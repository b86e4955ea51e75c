use dashmap::DashMap;
use std::sync::{Arc, Weak};
use tracing::info;

use super::{Session, SessionOptions};
use crate::orchestrator::Shared;
use crate::{OrchestratorError, Result};

/// Sesiones activas indexadas por guild.
///
/// La inserción corre bajo el lock del shard del mapa: llamadas concurrentes
/// a `get_or_create` para una guild obtienen la misma sesión.
#[derive(Debug, Default)]
pub struct SessionRegistry {
    sessions: DashMap<String, Arc<Session>>,
}

impl SessionRegistry {
    pub fn new() -> Self {
        Self::default()
    }

    /// Devuelve la sesión de la guild, creándola con `options` si no existe.
    ///
    /// Si ya existe, `options` se ignora.
    pub(crate) fn get_or_create(
        &self,
        options: SessionOptions,
        owner: &Weak<Shared>,
    ) -> Result<Arc<Session>> {
        if options.guild_id.trim().is_empty() {
            return Err(OrchestratorError::Configuration(
                "session options require a guild id".into(),
            ));
        }

        let entry = self
            .sessions
            .entry(options.guild_id.clone())
            .or_insert_with(|| {
                info!("🆕 Sesión creada para guild {}", options.guild_id);
                Arc::new(Session::new(options, owner.clone()))
            });

        Ok(Arc::clone(entry.value()))
    }

    pub fn get(&self, guild_id: &str) -> Option<Arc<Session>> {
        self.sessions.get(guild_id).map(|s| Arc::clone(s.value()))
    }

    pub fn remove(&self, guild_id: &str) -> Option<Arc<Session>> {
        let removed = self.sessions.remove(guild_id).map(|(_, session)| session);
        if removed.is_some() {
            info!("🗑️ Sesión eliminada para guild {}", guild_id);
        }
        removed
    }

    pub fn len(&self) -> usize {
        self.sessions.len()
    }

    pub fn is_empty(&self) -> bool {
        self.sessions.is_empty()
    }

    pub fn guild_ids(&self) -> Vec<String> {
        self.sessions.iter().map(|entry| entry.key().clone()).collect()
    }
}

#[cfg(test)]
mod tests {
    use super::*;

    #[test]
    fn test_get_or_create_is_identity_stable() {
        let registry = SessionRegistry::new();
        let owner = Weak::new();

        let first = registry
            .get_or_create(SessionOptions::new("1").with_voice_channel("a"), &owner)
            .unwrap();
        let second = registry
            .get_or_create(SessionOptions::new("1").with_voice_channel("b"), &owner)
            .unwrap();

        assert!(Arc::ptr_eq(&first, &second));
        // Existing session wins over the second call's options.
        assert_eq!(second.voice_channel_id().as_deref(), Some("a"));
        assert_eq!(registry.len(), 1);
    }

    #[test]
    fn test_get_is_explicit() {
        let registry = SessionRegistry::new();
        assert!(registry.get("1").is_none());

        let created = registry.get_or_create(SessionOptions::new("1"), &Weak::new()).unwrap();
        assert!(Arc::ptr_eq(&registry.get("1").unwrap(), &created));
        assert!(registry.get("2").is_none());
    }

    #[test]
    fn test_empty_guild_id_rejected() {
        let registry = SessionRegistry::new();
        assert!(matches!(
            registry.get_or_create(SessionOptions::new("  "), &Weak::new()),
            Err(OrchestratorError::Configuration(_))
        ));
        assert!(registry.is_empty());
    }

    #[test]
    fn test_remove_then_recreate() {
        let registry = SessionRegistry::new();
        let owner = Weak::new();

        let first = registry.get_or_create(SessionOptions::new("1"), &owner).unwrap();
        let removed = registry.remove("1").unwrap();
        assert!(Arc::ptr_eq(&first, &removed));
        assert!(registry.remove("1").is_none());

        let second = registry.get_or_create(SessionOptions::new("1"), &owner).unwrap();
        assert!(!Arc::ptr_eq(&first, &second));
    }

    #[tokio::test(flavor = "multi_thread", worker_threads = 4)]
    async fn test_concurrent_get_or_create_creates_one_session() {
        let registry = Arc::new(SessionRegistry::new());

        let handles: Vec<_> = (0..64)
            .map(|_| {
                let registry = Arc::clone(&registry);
                tokio::spawn(async move {
                    registry
                        .get_or_create(SessionOptions::new("race"), &Weak::new())
                        .unwrap()
                })
            })
            .collect();

        let mut sessions = Vec::new();
        for handle in handles {
            sessions.push(handle.await.unwrap());
        }

        assert_eq!(registry.len(), 1);
        assert!(sessions.iter().all(|s| Arc::ptr_eq(s, &sessions[0])));
        assert_eq!(registry.guild_ids(), vec!["race".to_string()]);
    }
}
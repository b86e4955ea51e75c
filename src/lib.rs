//! # Open Music Orchestrator
//!
//! Session orchestration between many Discord guilds and one external audio
//! node.
//!
//! - [`node`] keeps the persistent socket and REST side channel to the node
//! - [`session`] holds one [`Session`] per guild in a [`SessionRegistry`]
//! - [`search`] resolves queries into a normalized [`SearchResult`]
//! - [`events`] routes voice gateway events to the node and node frames back
//!   to the application as typed [`OrchestratorEvent`]s
//!
//! The [`Orchestrator`] ties them together; [`bot`] is the serenity front end
//! used by the `open-music` binary.

pub mod bot;
pub mod config;
pub mod error;
pub mod events;
pub mod node;
pub mod orchestrator;
pub mod search;
pub mod session;

pub use config::{Config, NodeOptions, ReconnectPolicy};
pub use error::{OrchestratorError, Result};
pub use events::{GatewayEvent, NodeEvent, OrchestratorEvent, SessionEvent, SessionEventKind};
pub use node::{ConnectionState, NodeConnection, NodeInfo};
pub use orchestrator::{GatewaySender, Orchestrator, OrchestratorConfig};
pub use search::{PlaylistInfo, SearchQuery, SearchResult, SearchResultType, Track};
pub use session::{PlaybackSnapshot, Session, SessionOptions, SessionRegistry};

#[cfg(test)]
pub(crate) mod testing {
    use async_trait::async_trait;
    use serde_json::Value;

    use crate::GatewaySender;

    /// Sender para tests que no tocan el gateway.
    pub(crate) struct NullSender;

    #[async_trait]
    impl GatewaySender for NullSender {
        async fn send(&self, _guild_id: &str, _payload: Value) -> anyhow::Result<()> {
            Ok(())
        }
    }
}
impl NodeConnection {
    pub(crate) fn new(
        options: NodeOptions,
        endpoints: Endpoints,
        client_id: Option<String>,
        orchestrator: Weak<Shared>,
    ) -> Self {
        Self {
            options,
            endpoints,
            state: RwLock::new(ConnectionState::Disconnected),
            token: RwLock::new(None),
            client_id: RwLock::new(client_id),
            outbound: Mutex::new(None),
            generation: AtomicU64::new(0),
            reconnecting: AtomicBool::new(false),
            shutdown: CancellationToken::new(),
            orchestrator,
        }
    }

    pub fn state(&self) -> ConnectionState {
        *self.state.read()
    }

    pub fn info(&self) -> NodeInfo {
        NodeInfo {
            identifier: self.options.identifier.clone(),
            host: self.options.host.clone(),
            port: self.options.port,
            state: self.state(),
        }
    }

    pub fn identifier(&self) -> &str {
        &self.options.identifier
    }

    pub fn client_id(&self) -> Option<String> {
        self.client_id.read().clone()
    }

    pub(crate) fn set_client_id(&self, client_id: String) {
        *self.client_id.write() = Some(client_id);
    }

    pub(crate) fn set_token(&self, token: String) {
        *self.token.write() = Some(token);
    }

    pub fn has_token(&self) -> bool {
        self.token.read().is_some()
    }

    fn set_state(&self, state: ConnectionState) {
        let previous = std::mem::replace(&mut *self.state.write(), state);
        if previous != state {
            debug!("🔀 Nodo {}: {:?} -> {:?}", self.options.identifier, previous, state);
        }
    }

    fn emit(&self, event: NodeEvent) {
        if let Some(shared) = self.orchestrator.upgrade() {
            shared.emit(OrchestratorEvent::Node(event));
        }
    }

    /// Abre el socket persistente.
    ///
    /// Los fallos se publican como [`NodeEvent::Error`] y pasan al ciclo de
    /// reconexión; nunca se devuelven a quien llama.
    pub async fn connect(self: &Arc<Self>) {
        if self.shutdown.is_cancelled() {
            warn!("Nodo {} destruido, no se reconecta", self.options.identifier);
            return;
        }

        self.set_state(ConnectionState::Connecting);
        info!(
            "🎼 Conectando al nodo {} en {}",
            self.options.identifier, self.endpoints.socket_url
        );

        match self.open_socket().await {
            Ok(socket) => self.attach(socket),
            Err(e) => {
                error!("❌ Error al conectar con el nodo {}: {}", self.options.identifier, e);
                self.set_state(ConnectionState::Disconnected);
                self.emit(NodeEvent::Error {
                    node: self.info(),
                    error: e.to_string(),
                });
                self.schedule_reconnect();
            }
        }
    }

    async fn open_socket(&self) -> Result<Socket> {
        let mut request = self
            .endpoints
            .socket_url
            .as_str()
            .into_client_request()
            .map_err(|e| OrchestratorError::Connection(e.to_string()))?;

        let headers = request.headers_mut();
        headers.insert(AUTHORIZATION, header_value(&self.options.secret)?);
        headers.insert("node-id", header_value(&self.options.identifier)?);
        if let Some(client_id) = self.client_id() {
            headers.insert("client-id", header_value(&client_id)?);
        }

        let (socket, _response) =
            tokio::time::timeout(self.options.connect_timeout, connect_async(request))
                .await
                .map_err(|_| {
                    OrchestratorError::Connection(format!(
                        "timed out after {:?}",
                        self.options.connect_timeout
                    ))
                })?
                .map_err(|e| OrchestratorError::Connection(e.to_string()))?;

        Ok(socket)
    }

    fn attach(self: &Arc<Self>, socket: Socket) {
        if self.shutdown.is_cancelled() {
            return;
        }

        let generation = self.generation.fetch_add(1, Ordering::SeqCst) + 1;
        let (mut sink, mut stream) = socket.split();
        let (tx, mut rx) = mpsc::unbounded_channel::<String>();

        *self.outbound.lock() = Some(tx);
        self.set_state(ConnectionState::Connected);
        info!("✅ Nodo {} conectado", self.options.identifier);
        self.emit(NodeEvent::Connected { node: self.info() });

        let shutdown = self.shutdown.clone();
        tokio::spawn(async move {
            loop {
                tokio::select! {
                    _ = shutdown.cancelled() => {
                        let _ = sink.send(Message::Close(None)).await;
                        break;
                    }
                    next = rx.recv() => match next {
                        Some(text) => {
                            if let Err(e) = sink.send(Message::text(text)).await {
                                warn!("Error escribiendo en el socket del nodo: {}", e);
                                break;
                            }
                        }
                        None => break,
                    }
                }
            }
        });

        let node = Arc::clone(self);
        tokio::spawn(async move {
            let reason = loop {
                tokio::select! {
                    _ = node.shutdown.cancelled() => return,
                    frame = stream.next() => match frame {
                        Some(Ok(Message::Text(text))) => node.handle_text(&text),
                        Some(Ok(Message::Close(close))) => {
                            break close
                                .map(|c| c.reason.to_string())
                                .filter(|r| !r.is_empty())
                                .unwrap_or_else(|| "closed by node".to_string());
                        }
                        Some(Ok(_)) => {}
                        Some(Err(e)) => break e.to_string(),
                        None => break "stream ended".to_string(),
                    }
                }
            };
            node.on_socket_lost(generation, reason);
        });
    }

    fn handle_text(&self, text: &str) {
        match frames::decode(text) {
            Ok(NodeFrame::Ready { token }) => {
                info!("🔑 Nodo {} listo, token recibido", self.options.identifier);
                self.set_token(token);
            }
            Ok(frame) => {
                if let Some(shared) = self.orchestrator.upgrade() {
                    events::route_node_frame(&shared, frame, self.info());
                }
            }
            Err(e) => warn!("Frame descartado del nodo {}: {}", self.options.identifier, e),
        }
    }

    fn on_socket_lost(self: &Arc<Self>, generation: u64, reason: String) {
        if self.generation.load(Ordering::SeqCst) != generation {
            return;
        }
        self.outbound.lock().take();
        if self.shutdown.is_cancelled() {
            return;
        }

        warn!("🔌 Socket del nodo {} perdido: {}", self.options.identifier, reason);
        self.set_state(ConnectionState::Reconnecting);
        self.emit(NodeEvent::Disconnected {
            node: self.info(),
            reason,
        });
        self.schedule_reconnect();
    }

    fn schedule_reconnect(self: &Arc<Self>) {
        if self.shutdown.is_cancelled() {
            return;
        }
        if self.options.reconnect.max_attempts == 0 {
            self.set_state(ConnectionState::Disconnected);
            return;
        }
        // Only one loop at a time.
        if self.reconnecting.swap(true, Ordering::SeqCst) {
            return;
        }

        let node = Arc::clone(self);
        tokio::spawn(async move { node.reconnect_loop().await });
    }

    async fn reconnect_loop(self: Arc<Self>) {
        let policy = self.options.reconnect.clone();

        for attempt in 1..=policy.max_attempts {
            let delay = policy.delay_for(attempt) + jitter();
            info!(
                "🔄 Reintentando nodo {} en {:?} (intento {}/{})",
                self.options.identifier, delay, attempt, policy.max_attempts
            );

            tokio::select! {
                _ = self.shutdown.cancelled() => {
                    self.reconnecting.store(false, Ordering::SeqCst);
                    return;
                }
                _ = tokio::time::sleep(delay) => {}
            }

            self.set_state(ConnectionState::Reconnecting);
            match self.open_socket().await {
                Ok(socket) => {
                    self.reconnecting.store(false, Ordering::SeqCst);
                    self.attach(socket);
                    return;
                }
                Err(e) => {
                    warn!("Intento {} fallido para nodo {}: {}", attempt, self.options.identifier, e);
                    self.emit(NodeEvent::Error {
                        node: self.info(),
                        error: e.to_string(),
                    });
                }
            }
        }

        error!(
            "❌ Nodo {} inalcanzable tras {} intentos",
            self.options.identifier, policy.max_attempts
        );
        self.set_state(ConnectionState::Disconnected);
        self.reconnecting.store(false, Ordering::SeqCst);
        self.emit(NodeEvent::Disconnected {
            node: self.info(),
            reason: format!("gave up after {} attempts", policy.max_attempts),
        });
    }

    /// Encola un frame de texto en el socket persistente.
    pub(crate) fn send_raw(&self, text: String) -> Result<()> {
        match self.outbound.lock().as_ref() {
            Some(tx) => tx
                .send(text)
                .map_err(|_| OrchestratorError::Connection("socket writer has stopped".into())),
            None => Err(OrchestratorError::Connection("socket is not open".into())),
        }
    }

    /// Hace una llamada REST al nodo.
    ///
    /// Un status no exitoso es [`OrchestratorError::Request`]; un cuerpo vacío
    /// devuelve `Value::Null`.
    pub async fn make_request(&self, method: Method, path: &str) -> Result<Value> {
        let token = self.token.read().clone().ok_or(OrchestratorError::NotReady)?;
        let url = self
            .endpoints
            .rest_base
            .join(path)
            .map_err(|e| OrchestratorError::Configuration(format!("invalid request path {}: {}", path, e)))?;

        debug!("🌐 {} {}", method, url);

        let mut request = self.endpoints.http.request(method, url).bearer_auth(token);
        if let Some(client_id) = self.client_id() {
            request = request.header("Client-Id", client_id);
        }

        let response = request.send().await?;
        let status = response.status();

        if !status.is_success() {
            let message = response.text().await.unwrap_or_default();
            warn!("Nodo respondió {} para {}: {}", status, path, message);
            return Err(OrchestratorError::Request {
                status: status.as_u16(),
                message,
            });
        }

        let body = response.bytes().await?;
        if body.is_empty() {
            return Ok(Value::Null);
        }
        Ok(serde_json::from_slice(&body)?)
    }

    /// Cierra el socket y detiene la reconexión. Idempotente.
    pub fn destroy(&self) {
        if self.shutdown.is_cancelled() {
            return;
        }
        self.shutdown.cancel();
        self.outbound.lock().take();
        self.set_state(ConnectionState::Disconnected);
        info!("👋 Conexión con el nodo {} cerrada", self.options.identifier);
        self.emit(NodeEvent::Disconnected {
            node: self.info(),
            reason: "destroyed".to_string(),
        });
    }

    pub fn is_destroyed(&self) -> bool {
        self.shutdown.is_cancelled()
    }

    /// Reemplaza el escritor del socket por un canal en memoria.
    #[cfg(test)]
    pub(crate) fn attach_test_sink(&self) -> mpsc::UnboundedReceiver<String> {
        let (tx, rx) = mpsc::unbounded_channel();
        *self.outbound.lock() = Some(tx);
        self.set_state(ConnectionState::Connected);
        rx
    }
}
use anyhow::Result;
use serenity::{
    builder::{CreateInteractionResponse, CreateInteractionResponseMessage, EditInteractionResponse},
    model::{
        application::CommandInteraction,
        id::{ChannelId, GuildId, UserId},
    },
    prelude::Context,
};
use tracing::{info, warn};

use crate::{
    bot::MusicBot,
    orchestrator::Orchestrator,
    search::{SearchQuery, SearchResult, DEFAULT_IDENTIFIER},
    session::SessionOptions,
};

/// Tracks listados en una respuesta de búsqueda.
const MAX_LISTED_TRACKS: usize = 5;

/// Maneja comandos slash
pub async fn handle_command(
    ctx: &Context,
    command: CommandInteraction,
    bot: &MusicBot,
) -> Result<()> {
    let guild_id = command
        .guild_id
        .ok_or_else(|| anyhow::anyhow!("Comando usado fuera de un servidor"))?;

    info!(
        "📝 Comando /{} usado por {} en guild {}",
        command.data.name, command.user.name, guild_id
    );

    match command.data.name.as_str() {
        "join" => handle_join(ctx, &command, bot, guild_id).await?,
        "search" => handle_search(ctx, &command, bot).await?,
        "leave" => handle_leave(ctx, &command, bot, guild_id).await?,
        _ => respond(ctx, &command, "❌ Comando no reconocido").await?,
    }

    Ok(())
}

async fn handle_join(
    ctx: &Context,
    command: &CommandInteraction,
    bot: &MusicBot,
    guild_id: GuildId,
) -> Result<()> {
    let voice_channel_id = match get_user_voice_channel(ctx, guild_id, command.user.id) {
        Ok(channel_id) => channel_id,
        Err(e) => return respond(ctx, command, &format!("❌ {}", e)).await,
    };

    let reply = join_reply(
        bot.orchestrator(),
        guild_id,
        command.channel_id,
        voice_channel_id,
    )
    .await;

    respond(ctx, command, &reply).await
}

/// Crea la sesión y entra al canal de voz; devuelve el texto de respuesta.
async fn join_reply(
    orchestrator: &Orchestrator,
    guild_id: GuildId,
    text_channel_id: ChannelId,
    voice_channel_id: ChannelId,
) -> String {
    let session = orchestrator.create_session(
        SessionOptions::new(guild_id.to_string()).with_text_channel(text_channel_id.to_string()),
    );
    let joined = match session {
        Ok(session) => session.connect(voice_channel_id.to_string()).await,
        Err(e) => Err(e),
    };

    match joined {
        Ok(()) => format!("🔊 Conectado a <#{}>", voice_channel_id),
        Err(e) => {
            warn!("Error al conectar en guild {}: {}", guild_id, e);
            format!("❌ No se pudo conectar al canal de voz: {}", e)
        }
    }
}

async fn handle_search(ctx: &Context, command: &CommandInteraction, bot: &MusicBot) -> Result<()> {
    let query = string_option(command, "query")
        .ok_or_else(|| anyhow::anyhow!("Query no proporcionado"))?;
    let source = string_option(command, "source").unwrap_or(DEFAULT_IDENTIFIER);

    // Defer la respuesta ya que puede tomar tiempo
    command
        .create_response(
            &ctx.http,
            CreateInteractionResponse::Defer(CreateInteractionResponseMessage::new()),
        )
        .await?;

    let content = match bot
        .orchestrator()
        .search(SearchQuery::new(query).with_identifier(source), command.user.id)
        .await
    {
        Ok(result) => format_search_result(&result),
        Err(e) => format!("❌ Error en la búsqueda: {}", e),
    };

    command
        .edit_response(&ctx.http, EditInteractionResponse::new().content(content))
        .await?;

    Ok(())
}

async fn handle_leave(
    ctx: &Context,
    command: &CommandInteraction,
    bot: &MusicBot,
    guild_id: GuildId,
) -> Result<()> {
    let guild_key = guild_id.to_string();
    let Some(session) = bot.orchestrator().get_session(&guild_key) else {
        return respond(ctx, command, "❌ No hay sesión activa en este servidor").await;
    };

    session.disconnect().await?;
    bot.orchestrator().remove_session(&guild_key);

    respond(ctx, command, "👋 Desconectado del canal de voz").await
}

// Funciones auxiliares

async fn respond(ctx: &Context, command: &CommandInteraction, content: &str) -> Result<()> {
    command
        .create_response(
            &ctx.http,
            CreateInteractionResponse::Message(
                CreateInteractionResponseMessage::new().content(content),
            ),
        )
        .await?;
    Ok(())
}

fn string_option<'a>(command: &'a CommandInteraction, name: &str) -> Option<&'a str> {
    command
        .data
        .options
        .iter()
        .find(|opt| opt.name == name)
        .and_then(|opt| opt.value.as_str())
}

fn get_user_voice_channel(ctx: &Context, guild_id: GuildId, user_id: UserId) -> Result<ChannelId> {
    let guild = guild_id
        .to_guild_cached(&ctx.cache)
        .ok_or_else(|| anyhow::anyhow!("Guild no encontrada en caché"))?;

    let channel_id = guild
        .voice_states
        .get(&user_id)
        .and_then(|voice_state| voice_state.channel_id)
        .ok_or_else(|| anyhow::anyhow!("Debes estar en un canal de voz"))?;

    Ok(channel_id)
}

/// Texto de respuesta para un resultado de búsqueda.
pub fn format_search_result(result: &SearchResult) -> String {
    let header = match result {
        SearchResult::NoResult { .. } => return "🔍 No se encontraron resultados".to_string(),
        SearchResult::Search { tracks, .. } => format!("🔍 {} resultados", tracks.len()),
        SearchResult::Playlist { playlist, tracks, .. } => {
            format!("📃 Playlist **{}** ({} canciones)", playlist.title, tracks.len())
        }
    };

    let mut lines = vec![header];
    for (index, track) in result.tracks().iter().take(MAX_LISTED_TRACKS).enumerate() {
        let title = track.title().unwrap_or("Sin título");
        let author = track
            .author()
            .filter(|author| !author.is_empty())
            .map(|author| format!(" - {}", author))
            .unwrap_or_default();
        let entry = match track.url() {
            Some(url) => format!("[{}]({})", title, url),
            None => title.to_string(),
        };
        lines.push(format!("`{}.` {}{}", index + 1, entry, author));
    }

    let remaining = result.tracks().len().saturating_sub(MAX_LISTED_TRACKS);
    if remaining > 0 {
        lines.push(format!("... y {} más", remaining));
    }

    lines.join("\n")
}

#[cfg(test)]
mod tests {
    use super::*;
    use crate::config::NodeOptions;
    use crate::orchestrator::{MockGatewaySender, OrchestratorConfig};
    use crate::search::{PlaylistInfo, Track};
    use serde_json::json;
    use std::sync::Arc;

    fn orchestrator_with(sender: MockGatewaySender) -> Orchestrator {
        Orchestrator::new(OrchestratorConfig::new(
            NodeOptions::new("localhost", 2333, "secret"),
            Arc::new(sender),
        ))
        .unwrap()
    }

    #[tokio::test]
    async fn test_join_reply_confirms_channel() {
        let mut sender = MockGatewaySender::new();
        sender.expect_send().times(1).returning(|_, _| Ok(()));
        let orchestrator = orchestrator_with(sender);

        let reply = join_reply(
            &orchestrator,
            GuildId::new(42),
            ChannelId::new(7),
            ChannelId::new(1000),
        )
        .await;

        assert_eq!(reply, "🔊 Conectado a <#1000>");
        let session = orchestrator.get_session("42").unwrap();
        assert_eq!(session.voice_channel_id().as_deref(), Some("1000"));
        assert_eq!(session.text_channel_id(), Some("7"));
    }

    #[tokio::test]
    async fn test_join_reply_reports_delivery_failure() {
        let mut sender = MockGatewaySender::new();
        sender
            .expect_send()
            .returning(|_, _| Err(anyhow::anyhow!("shard offline")));
        let orchestrator = orchestrator_with(sender);

        let reply = join_reply(
            &orchestrator,
            GuildId::new(42),
            ChannelId::new(7),
            ChannelId::new(1000),
        )
        .await;

        assert!(reply.starts_with("❌ No se pudo conectar al canal de voz"));
        assert!(reply.contains("shard offline"));
    }

    fn track(n: usize) -> Track {
        Track::from(json!({
            "url": format!("https://example.com/{}", n),
            "title": format!("Track {}", n),
            "author": "Artist"
        }))
    }

    #[test]
    fn test_format_no_result() {
        let result = SearchResult::NoResult {
            tracks: Vec::new(),
            requester: UserId::new(1),
        };
        assert_eq!(format_search_result(&result), "🔍 No se encontraron resultados");
    }

    #[test]
    fn test_format_truncates_long_lists() {
        let result = SearchResult::Search {
            tracks: (1..=8).map(track).collect(),
            requester: UserId::new(1),
        };

        let text = format_search_result(&result);
        assert!(text.starts_with("🔍 8 resultados"));
        assert!(text.contains("`1.` [Track 1](https://example.com/1) - Artist"));
        assert!(!text.contains("Track 6"));
        assert!(text.ends_with("... y 3 más"));
    }

    #[test]
    fn test_format_playlist_header() {
        let result = SearchResult::Playlist {
            playlist: PlaylistInfo {
                title: "Mix".to_string(),
                ..PlaylistInfo::default()
            },
            tracks: vec![track(1)],
            requester: UserId::new(1),
        };

        let text = format_search_result(&result);
        assert!(text.starts_with("📃 Playlist **Mix** (1 canciones)"));
    }

    #[test]
    fn test_format_tolerates_missing_fields() {
        let result = SearchResult::Search {
            tracks: vec![Track::from(json!({"title": null, "author": null}))],
            requester: UserId::new(1),
        };

        let text = format_search_result(&result);
        assert!(text.ends_with("`1.` Sin título"));
    }
}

● ● ● ● ● ● ●

Exercise
All that is wanted is the number of lines in the records that include the string "offline".

Response area
2